### PROBLEM STATEMENT
Take from the material every line containing the string "PageStore" and copy it.

### WORKING DATA
//! Automation-event forwarding endpoint

use std::sync::Arc;

use axum::extract::State;
use axum::http::HeaderMap;
use axum::Json;
use serde::{Deserialize, Serialize};
use serde_json::json;

use pagedesk_core::validate_webhook_url;

use crate::error::GatewayError;
use crate::graph::PlatformClient;
use crate::identity::IdentityProvider;
use crate::state::AppState;
use crate::store::{AuditStore, PageStore, RelationStore, RoleStore, TokenStore};

use super::auth::bearer_user;

/// Action gated by the cooldown limiter.
const THROTTLED_ACTION: &str = "check_new_messages";

#[derive(Deserialize)]
pub struct AutomationEventRequest {
    pub event: String,
    pub url: String,
    #[serde(default)]
    pub payload: serde_json::Value,
}

#[derive(Serialize)]
pub struct AutomationEventResponse {
    pub success: bool,
    #[serde(skip_serializing_if = "Option::is_none")]
    pub reason: Option<String>,
}

/// POST /automation-event
///
/// Validates the target URL against the webhook policy, then forwards the
/// event from a spawned task. Delivery is best-effort: the response only
/// reports acceptance, not delivery.
pub async fn automation_event<D, G, I>(
    State(state): State<Arc<AppState<D, G, I>>>,
    headers: HeaderMap,
    Json(req): Json<AutomationEventRequest>,
) -> Result<Json<AutomationEventResponse>, GatewayError>
where
    D: RelationStore + PageStore + TokenStore + RoleStore + AuditStore + 'static,
    G: PlatformClient + 'static,
    I: IdentityProvider + 'static,
{
    let user_id = bearer_user(&state, &headers)?;

    validate_webhook_url(&req.url, &state.webhook_allowlist)
        .map_err(|violation| GatewayError::Validation(violation.to_string()))?;

    // Advisory throttle, not an error: the caller is told to back off.
    if req.event == THROTTLED_ACTION && !state.limiter.allow(THROTTLED_ACTION) {
        return Ok(Json(AutomationEventResponse {
            success: false,
            reason: Some("cooldown".to_string()),
        }));
    }

    let payload = json!({
        "event": req.event,
        "user_id": user_id.0,
        "payload": req.payload,
        "timestamp": chrono::Utc::now().to_rfc3339(),
    });

    let url = req.url;
    let state_for_task = state.clone();
    tokio::spawn(async move {
        if let Err(e) = state_for_task.automation.deliver(&url, &payload).await {
            tracing::warn!(url, error = %e, "Automation event delivery failed");
        }
    });

    Ok(Json(AutomationEventResponse {
        success: true,
        reason: None,
    }))
}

### TASK RESULT
use crate::store::{AuditStore, PageStore, RelationStore, RoleStore, TokenStore};
    D: RelationStore + PageStore + TokenStore + RoleStore + AuditStore + 'static,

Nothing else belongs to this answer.